Helene Kyed argues that multiethnic unity is paramount for the success of civilian resistance to the military.
This article was written in collaboration with researchers from the Nyan Corridor, who wish to remain anonymous.
After its coup d’état on February 1, 2021, the military is doing everything to cling to power, and every day, the violence against civilians is growing and becoming more brutal. The situation is horrendous, and no one knows when and how it will end. Yet, the massive popular resistance to military rule, across ethnic, religious, and generational divides, gives hope for a new democracy in Myanmar with ethnic equality and inclusion.

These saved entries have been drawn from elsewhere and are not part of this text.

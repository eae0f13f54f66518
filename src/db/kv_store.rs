use std::collections::HashMap;
use std::fs;
use std::path::PathBuf;
use std::sync::Mutex;

use crate::error::AppError;

/// Whole-value key/value persistence. `put` always replaces the stored value.
pub trait KeyValueStore: Send + Sync {
    fn get(&self, key: &str) -> Result<Option<String>, AppError>;
    fn put(&self, key: &str, value: &str) -> Result<(), AppError>;
}

/// Ephemeral store, lost when the process exits.
#[derive(Default)]
pub struct MemoryStore {
    values: Mutex<HashMap<String, String>>,
}

impl MemoryStore {
    pub fn new() -> Self {
        Self::default()
    }
}

impl KeyValueStore for MemoryStore {
    fn get(&self, key: &str) -> Result<Option<String>, AppError> {
        let values = self
            .values
            .lock()
            .map_err(|_| AppError::Internal("memory store lock poisoned".to_string()))?;
        Ok(values.get(key).cloned())
    }

    fn put(&self, key: &str, value: &str) -> Result<(), AppError> {
        let mut values = self
            .values
            .lock()
            .map_err(|_| AppError::Internal("memory store lock poisoned".to_string()))?;
        values.insert(key.to_string(), value.to_string());
        Ok(())
    }
}

/// One `<key>.json` file per key under a data directory.
pub struct FileStore {
    dir: PathBuf,
}

impl FileStore {
    pub fn new(dir: impl Into<PathBuf>) -> Result<Self, AppError> {
        let dir = dir.into();
        fs::create_dir_all(&dir)?;
        Ok(Self { dir })
    }

    fn path_for(&self, key: &str) -> Result<PathBuf, AppError> {
        if key.is_empty()
            || !key
                .chars()
                .all(|c| c.is_ascii_alphanumeric() || c == '-' || c == '_')
        {
            return Err(AppError::Storage(format!("invalid store key: {}", key)));
        }
        Ok(self.dir.join(format!("{}.json", key)))
    }
}

impl KeyValueStore for FileStore {
    fn get(&self, key: &str) -> Result<Option<String>, AppError> {
        let path = self.path_for(key)?;
        match fs::read_to_string(&path) {
            Ok(contents) => Ok(Some(contents)),
            Err(e) if e.kind() == std::io::ErrorKind::NotFound => Ok(None),
            Err(e) => Err(e.into()),
        }
    }

    fn put(&self, key: &str, value: &str) -> Result<(), AppError> {
        let path = self.path_for(key)?;
        // Write then rename so a crash never leaves a half-written collection
        let tmp = path.with_extension("json.tmp");
        fs::write(&tmp, value)?;
        fs::rename(&tmp, &path)?;
        Ok(())
    }
}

What at first appeared as a power struggle between the military top brass and Aung San Suu Kyi and her party, the National League for Democracy (NLD), has become a broad-based popular resistance on social media, on streets of cities, and in rural and ethnic border areas. The hundreds of thousands of protesters and civil servants on strike across Myanmar agree on one thing: they reject the military takeover. So far, this has not resulted in one single movement or a single source of clear leadership, but multiple enactments of resistance. The challenge now is to persist against the brutal crackdowns by the security forces and unite around a common message and strategy that is broadly inclusive. Here, multiethnic unity is crucial and presents a challenge to overcome in a country that has been ethnically and religiously divided for so long. However, important signs of unity are emerging through a shared rejection of the military and calls for a federal democracy.

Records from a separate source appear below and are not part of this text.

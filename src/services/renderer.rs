use image::{DynamicImage, Rgb};
use qrcode::QrCode;
use std::fmt::Write as _;
use std::sync::Arc;

use crate::error::AppError;
use crate::services::logo::LOGO_FRACTION;
use crate::structs::render_config::RenderConfig;
use crate::utils::color::parse_color;

/// Nominal on-screen size of the SVG preview, in pixels.
pub const PREVIEW_SIZE: u32 = 256;

/// Square region of the module grid reserved for a logo.
#[derive(Debug, Clone, Copy, PartialEq, Eq)]
pub struct Excavation {
    pub x: usize,
    pub y: usize,
    pub size: usize,
}

impl Excavation {
    /// Centered region covering `LOGO_FRACTION` of a grid `width` modules wide.
    pub fn centered(width: usize) -> Self {
        let extent = width as f64 * LOGO_FRACTION;
        let origin = (width as f64 - extent) / 2.0;
        Self {
            x: origin.floor() as usize,
            y: origin.floor() as usize,
            size: (extent.ceil() as usize).min(width),
        }
    }

    pub fn contains(&self, x: usize, y: usize) -> bool {
        x >= self.x && x < self.x + self.size && y >= self.y && y < self.y + self.size
    }
}

/// A rendered symbol: the SVG markup shown to the user plus what raster export needs.
#[derive(Debug, Clone)]
pub struct RenderedSymbol {
    svg: String,
    width: usize,
    modules: Vec<bool>,
    foreground: Rgb<u8>,
    background: Rgb<u8>,
    logo: Option<(Excavation, Arc<DynamicImage>)>,
}

impl RenderedSymbol {
    pub fn svg(&self) -> &str {
        &self.svg
    }

    /// Width of the module grid (no quiet zone).
    pub fn width(&self) -> usize {
        self.width
    }

    pub fn is_dark(&self, x: usize, y: usize) -> bool {
        self.modules[y * self.width + x]
    }

    pub fn foreground(&self) -> Rgb<u8> {
        self.foreground
    }

    pub fn background(&self) -> Rgb<u8> {
        self.background
    }

    pub fn logo(&self) -> Option<&(Excavation, Arc<DynamicImage>)> {
        self.logo.as_ref()
    }
}

/// Encode `payload` with the configured level and draw it.
pub fn render(payload: &str, config: &RenderConfig) -> Result<RenderedSymbol, AppError> {
    let foreground = parse_color(&config.foreground).ok_or_else(|| {
        AppError::RejectedConfiguration(format!("Invalid foreground color: {}", config.foreground))
    })?;
    let background = parse_color(&config.background).ok_or_else(|| {
        AppError::RejectedConfiguration(format!("Invalid background color: {}", config.background))
    })?;

    let code = QrCode::with_error_correction_level(payload.as_bytes(), config.level.into())?;
    let width = code.width();
    let mut modules: Vec<bool> = code
        .to_colors()
        .into_iter()
        .map(|color| color == qrcode::Color::Dark)
        .collect();

    let logo = config.logo.as_ref().map(|logo| {
        let excavation = Excavation::centered(width);
        for y in excavation.y..excavation.y + excavation.size {
            for x in excavation.x..excavation.x + excavation.size {
                modules[y * width + x] = false;
            }
        }
        (excavation, logo)
    });

    let mut svg = String::new();
    // Writing into a String cannot fail
    let _ = write!(
        svg,
        r#"<svg height="{size}" width="{size}" viewBox="0 0 {w} {w}" xmlns="http://www.w3.org/2000/svg">"#,
        size = PREVIEW_SIZE,
        w = width
    );
    let _ = write!(
        svg,
        r#"<path fill="{}" d="M0,0 h{w}v{w}H0z" shape-rendering="crispEdges"></path>"#,
        config.background,
        w = width
    );
    let _ = write!(
        svg,
        r#"<path fill="{}" d="{}" shape-rendering="crispEdges"></path>"#,
        config.foreground,
        module_path(&modules, width)
    );
    if let Some((excavation, logo)) = &logo {
        let _ = write!(
            svg,
            r#"<image href="{}" height="{s}" width="{s}" x="{x}" y="{y}" preserveAspectRatio="none"></image>"#,
            logo.data_uri(),
            s = excavation.size,
            x = excavation.x,
            y = excavation.y
        );
    }
    svg.push_str("</svg>");

    Ok(RenderedSymbol {
        svg,
        width,
        modules,
        foreground,
        background,
        logo: logo.map(|(excavation, logo)| (excavation, Arc::clone(logo.image()))),
    })
}

// One `h1v1h-1z` square per dark module, as in the usual path-based QR SVGs
fn module_path(modules: &[bool], width: usize) -> String {
    let mut path = String::new();
    for y in 0..width {
        for x in 0..width {
            if modules[y * width + x] {
                if !path.is_empty() {
                    path.push(' ');
                }
                let _ = write!(path, "M{},{}h1v1h-1z", x, y);
            }
        }
    }
    path
}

Diversity in resistance efforts – towards a united call for federal democracy
The nationwide scale and diversity of anti-coup protests have been growing ever since the first action on February 2 when, at 8 pm, people in Yangon—and later in many other places—started to bang pots and pans to “drive out the evil spirits” (in this case, the military). On the same day, a leaderless civil disobedience movement (CDM) launched a Facebook campaign, inspiring first doctors and nurses and then many other public and private sector workers to refuse to work for the military regime. Most recently, on March 16, the powerful government-appointed State Sangha Maha Nayaka Committee (Mahana), which oversees the country’s Buddhist monkhood, also decided to stop its activities in support of the CDM. The strikes have now paralyzed almost all civil services, banks, and ports, making it difficult for the military to run the country and the economy.
A few days into the strikes, on February 6, we saw the first mass street protests in Yangon organized by young people – now known as Generation Z. These were soon replicated in other cities and joined by various other groups like unions, Buddhist monks, Catholic nuns, LGBT groups, punks, artists, traditional spirit worshipers, and women’s groups.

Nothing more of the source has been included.